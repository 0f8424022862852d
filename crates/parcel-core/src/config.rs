//! Configuration module
//!
//! Configuration is read once from the environment at startup and then split into
//! per-component structs. Each component receives only its own section through its
//! constructor, so tests can build components with substitute settings.

use std::env;
use std::str::FromStr;
use std::time::Duration;

use crate::storage_types::StorageBackend;

// Common constants
const SERVER_PORT: u16 = 3000;
const MAX_CONNECTIONS: u32 = 10;
const CONNECTION_TIMEOUT_SECS: u64 = 30;
const MAX_REQUEST_BODY_BYTES: usize = 64 * 1024;

/// Read an environment variable, falling back to `default` when unset or unparsable.
fn env_or<T: FromStr>(key: &str, default: T) -> T {
    env::var(key)
        .ok()
        .and_then(|value| value.trim().parse().ok())
        .unwrap_or(default)
}

fn env_opt(key: &str) -> Option<String> {
    env::var(key)
        .ok()
        .map(|value| value.trim().to_string())
        .filter(|value| !value.is_empty())
}

fn env_list(key: &str) -> Option<Vec<String>> {
    env_opt(key).map(|value| {
        value
            .split(',')
            .map(|s| s.trim().to_string())
            .filter(|s| !s.is_empty())
            .collect()
    })
}

/// HTTP server settings
#[derive(Clone, Debug)]
pub struct ServerConfig {
    pub host: String,
    pub port: u16,
    pub environment: String,
    pub cors_origins: Vec<String>,
    pub max_request_body_bytes: usize,
}

/// Database connection settings
#[derive(Clone, Debug)]
pub struct DatabaseConfig {
    pub url: String,
    pub max_connections: u32,
    pub timeout_seconds: u64,
}

/// Archive storage settings
#[derive(Clone, Debug)]
pub struct StorageConfig {
    pub backend: StorageBackend,
    pub s3_bucket: Option<String>,
    pub s3_region: Option<String>,
    /// Custom endpoint for S3-compatible providers (MinIO, Supabase, etc.)
    pub s3_endpoint: Option<String>,
    pub local_storage_path: Option<String>,
    pub local_storage_base_url: Option<String>,
    /// Overrides the backend's own public URL scheme when set.
    pub public_base_url: Option<String>,
    /// Key prefix for archived source documents.
    pub archive_prefix: String,
}

/// Document fetcher settings
#[derive(Clone, Debug)]
pub struct FetchConfig {
    pub timeout: Duration,
    pub max_document_size_bytes: usize,
    /// Allow documents hosted on private, loopback or link-local addresses.
    pub allow_private_hosts: bool,
    /// If set, only these hosts (and their subdomains) may be fetched from.
    pub allowlist: Option<Vec<String>>,
}

/// Language model settings
#[derive(Clone, Debug)]
pub struct ModelConfig {
    pub api_key: String,
    pub base_url: String,
    pub model: String,
    pub temperature: f32,
    pub timeout: Duration,
    /// Extracted text longer than this is truncated before being sent.
    pub max_input_chars: usize,
    /// Re-ask once with a stricter schema reminder when the output is malformed.
    pub retry_on_malformed: bool,
}

/// Per-stage deadlines for one import
#[derive(Clone, Debug)]
pub struct PipelineConfig {
    pub fetch_timeout: Duration,
    pub text_timeout: Duration,
    pub model_timeout: Duration,
    pub archive_timeout: Duration,
    pub persist_timeout: Duration,
}

impl Default for PipelineConfig {
    fn default() -> Self {
        Self {
            fetch_timeout: Duration::from_secs(60),
            text_timeout: Duration::from_secs(60),
            model_timeout: Duration::from_secs(120),
            archive_timeout: Duration::from_secs(60),
            persist_timeout: Duration::from_secs(30),
        }
    }
}

/// Full application configuration.
#[derive(Clone, Debug)]
pub struct ParcelConfig {
    pub server: ServerConfig,
    pub database: DatabaseConfig,
    pub storage: StorageConfig,
    pub fetch: FetchConfig,
    pub model: ModelConfig,
    pub pipeline: PipelineConfig,
}

/// Application configuration.
#[derive(Clone, Debug)]
pub struct Config(pub Box<ParcelConfig>);

impl Config {
    fn inner(&self) -> &ParcelConfig {
        &self.0
    }

    /// Check if the application is running in production mode
    pub fn is_production(&self) -> bool {
        let environment = self.inner().server.environment.to_lowercase();
        environment == "production" || environment == "prod"
    }

    pub fn from_env() -> Result<Self, anyhow::Error> {
        let config = ParcelConfig::from_env()?;
        Ok(Config(Box::new(config)))
    }

    pub fn validate(&self) -> Result<(), anyhow::Error> {
        self.inner().validate()
    }

    pub fn server(&self) -> &ServerConfig {
        &self.inner().server
    }

    pub fn database(&self) -> &DatabaseConfig {
        &self.inner().database
    }

    pub fn storage(&self) -> &StorageConfig {
        &self.inner().storage
    }

    pub fn fetch(&self) -> &FetchConfig {
        &self.inner().fetch
    }

    pub fn model(&self) -> &ModelConfig {
        &self.inner().model
    }

    pub fn pipeline(&self) -> &PipelineConfig {
        &self.inner().pipeline
    }

    pub fn server_port(&self) -> u16 {
        self.inner().server.port
    }

    pub fn cors_origins(&self) -> &[String] {
        &self.inner().server.cors_origins
    }
}

impl ParcelConfig {
    pub fn from_env() -> Result<Self, anyhow::Error> {
        dotenvy::dotenv().ok();

        const MAX_DOCUMENT_SIZE_MB: usize = 50;
        const FETCH_TIMEOUT_SECS: u64 = 60;
        const TEXT_TIMEOUT_SECS: u64 = 60;
        const MODEL_TIMEOUT_SECS: u64 = 120;
        const ARCHIVE_TIMEOUT_SECS: u64 = 60;
        const PERSIST_TIMEOUT_SECS: u64 = 30;
        const MODEL_MAX_INPUT_CHARS: usize = 200_000;
        const OPENAI_BASE_URL: &str = "https://api.openai.com/v1";
        const OPENAI_MODEL: &str = "gpt-4o";

        let environment = env::var("ENVIRONMENT")
            .or_else(|_| env::var("APP_ENV"))
            .unwrap_or_else(|_| "development".to_string());

        let cors_origins = env_list("CORS_ORIGINS").unwrap_or_else(|| vec!["*".to_string()]);

        let server = ServerConfig {
            host: env::var("SERVER_HOST").unwrap_or_else(|_| "0.0.0.0".to_string()),
            port: env::var("SERVER_PORT")
                .or_else(|_| env::var("PORT"))
                .unwrap_or_else(|_| SERVER_PORT.to_string())
                .parse()
                .map_err(|_| anyhow::anyhow!("SERVER_PORT must be a valid number"))?,
            environment,
            cors_origins,
            max_request_body_bytes: env_or("MAX_REQUEST_BODY_BYTES", MAX_REQUEST_BODY_BYTES),
        };

        let database = DatabaseConfig {
            url: env::var("DATABASE_URL")
                .map_err(|_| anyhow::anyhow!("DATABASE_URL must be set"))?,
            max_connections: env_or("DB_MAX_CONNECTIONS", MAX_CONNECTIONS),
            timeout_seconds: env_or("DB_TIMEOUT_SECONDS", CONNECTION_TIMEOUT_SECS),
        };

        let backend = match env_opt("STORAGE_BACKEND") {
            Some(value) => value.parse()?,
            None => StorageBackend::Local,
        };

        let storage = StorageConfig {
            backend,
            s3_bucket: env_opt("S3_BUCKET"),
            s3_region: env_opt("S3_REGION").or_else(|| env_opt("AWS_REGION")),
            s3_endpoint: env_opt("S3_ENDPOINT"),
            local_storage_path: env_opt("LOCAL_STORAGE_PATH"),
            local_storage_base_url: env_opt("LOCAL_STORAGE_BASE_URL"),
            public_base_url: env_opt("STORAGE_PUBLIC_BASE_URL"),
            archive_prefix: env_opt("ARCHIVE_PREFIX").unwrap_or_else(|| "documents".to_string()),
        };

        let fetch = FetchConfig {
            timeout: Duration::from_secs(env_or(
                "PIPELINE_FETCH_TIMEOUT_SECS",
                FETCH_TIMEOUT_SECS,
            )),
            max_document_size_bytes: env_or("MAX_DOCUMENT_SIZE_MB", MAX_DOCUMENT_SIZE_MB)
                * 1024
                * 1024,
            allow_private_hosts: env_or("ALLOW_PRIVATE_DOCUMENT_HOSTS", false),
            allowlist: env_list("DOCUMENT_URL_ALLOWLIST"),
        };

        let model_timeout = Duration::from_secs(env_or(
            "PIPELINE_MODEL_TIMEOUT_SECS",
            MODEL_TIMEOUT_SECS,
        ));

        let retry_on_malformed = env_or("EXTRACTION_RETRY_ENABLED", true);
        let model = ModelConfig {
            api_key: env::var("OPENAI_API_KEY").unwrap_or_default(),
            base_url: env_opt("OPENAI_BASE_URL").unwrap_or_else(|| OPENAI_BASE_URL.to_string()),
            model: env_opt("OPENAI_MODEL").unwrap_or_else(|| OPENAI_MODEL.to_string()),
            temperature: env_or("OPENAI_TEMPERATURE", 0.0),
            timeout: model_request_timeout(model_timeout, retry_on_malformed),
            max_input_chars: env_or("MODEL_MAX_INPUT_CHARS", MODEL_MAX_INPUT_CHARS),
            retry_on_malformed,
        };

        let pipeline = PipelineConfig {
            fetch_timeout: fetch.timeout,
            text_timeout: Duration::from_secs(env_or(
                "PIPELINE_TEXT_TIMEOUT_SECS",
                TEXT_TIMEOUT_SECS,
            )),
            model_timeout,
            archive_timeout: Duration::from_secs(env_or(
                "PIPELINE_ARCHIVE_TIMEOUT_SECS",
                ARCHIVE_TIMEOUT_SECS,
            )),
            persist_timeout: Duration::from_secs(env_or(
                "PIPELINE_PERSIST_TIMEOUT_SECS",
                PERSIST_TIMEOUT_SECS,
            )),
        };

        Ok(Self {
            server,
            database,
            storage,
            fetch,
            model,
            pipeline,
        })
    }

    pub fn validate(&self) -> Result<(), anyhow::Error> {
        let environment = self.server.environment.to_lowercase();
        let is_production = environment == "production" || environment == "prod";
        if is_production && self.server.cors_origins.iter().any(|o| o == "*") {
            return Err(anyhow::anyhow!(
                "CORS_ORIGINS cannot be '*' in production. Please specify explicit origins."
            ));
        }

        if !self.database.url.starts_with("postgres://")
            && !self.database.url.starts_with("postgresql://")
        {
            return Err(anyhow::anyhow!(
                "DATABASE_URL must be a valid PostgreSQL connection string"
            ));
        }

        if self.model.api_key.trim().is_empty() {
            return Err(anyhow::anyhow!("OPENAI_API_KEY must be set"));
        }

        if self.model.max_input_chars == 0 {
            return Err(anyhow::anyhow!("MODEL_MAX_INPUT_CHARS must be greater than 0"));
        }

        match self.storage.backend {
            StorageBackend::S3 => {
                if self.storage.s3_bucket.is_none() {
                    return Err(anyhow::anyhow!(
                        "S3_BUCKET must be set when using S3 storage backend"
                    ));
                }
                if self.storage.s3_region.is_none() {
                    return Err(anyhow::anyhow!(
                        "S3_REGION or AWS_REGION must be set when using S3 storage backend"
                    ));
                }
            }
            StorageBackend::Local => {
                if self.storage.local_storage_path.is_none() {
                    return Err(anyhow::anyhow!(
                        "LOCAL_STORAGE_PATH must be set when using local storage backend"
                    ));
                }
                if self.storage.local_storage_base_url.is_none() {
                    return Err(anyhow::anyhow!(
                        "LOCAL_STORAGE_BASE_URL must be set when using local storage backend"
                    ));
                }
            }
        }

        let prefix = &self.storage.archive_prefix;
        if prefix.is_empty() || prefix.contains("..") || prefix.starts_with('/') {
            return Err(anyhow::anyhow!(
                "ARCHIVE_PREFIX must be a relative path without '..'"
            ));
        }

        Ok(())
    }
}

/// Deadline for one model request. With the malformed-output retry enabled two requests
/// share the stage budget, so each gets half of it.
pub fn model_request_timeout(stage_timeout: Duration, retry_on_malformed: bool) -> Duration {
    if retry_on_malformed {
        stage_timeout / 2
    } else {
        stage_timeout
    }
}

######

Problem statement>
In the listing above, find the line containing "const ARCHIVE_TIMEOUT_SECS: u64 = 60;" and the line containing "const OPENAI_BASE_URL: &str", then quote both, plus every line between them, exactly as written.

Written reply>
        const ARCHIVE_TIMEOUT_SECS: u64 = 60;
        const PERSIST_TIMEOUT_SECS: u64 = 30;
        const MODEL_MAX_INPUT_CHARS: usize = 200_000;
        const OPENAI_BASE_URL: &str = "https://api.openai.com/v1";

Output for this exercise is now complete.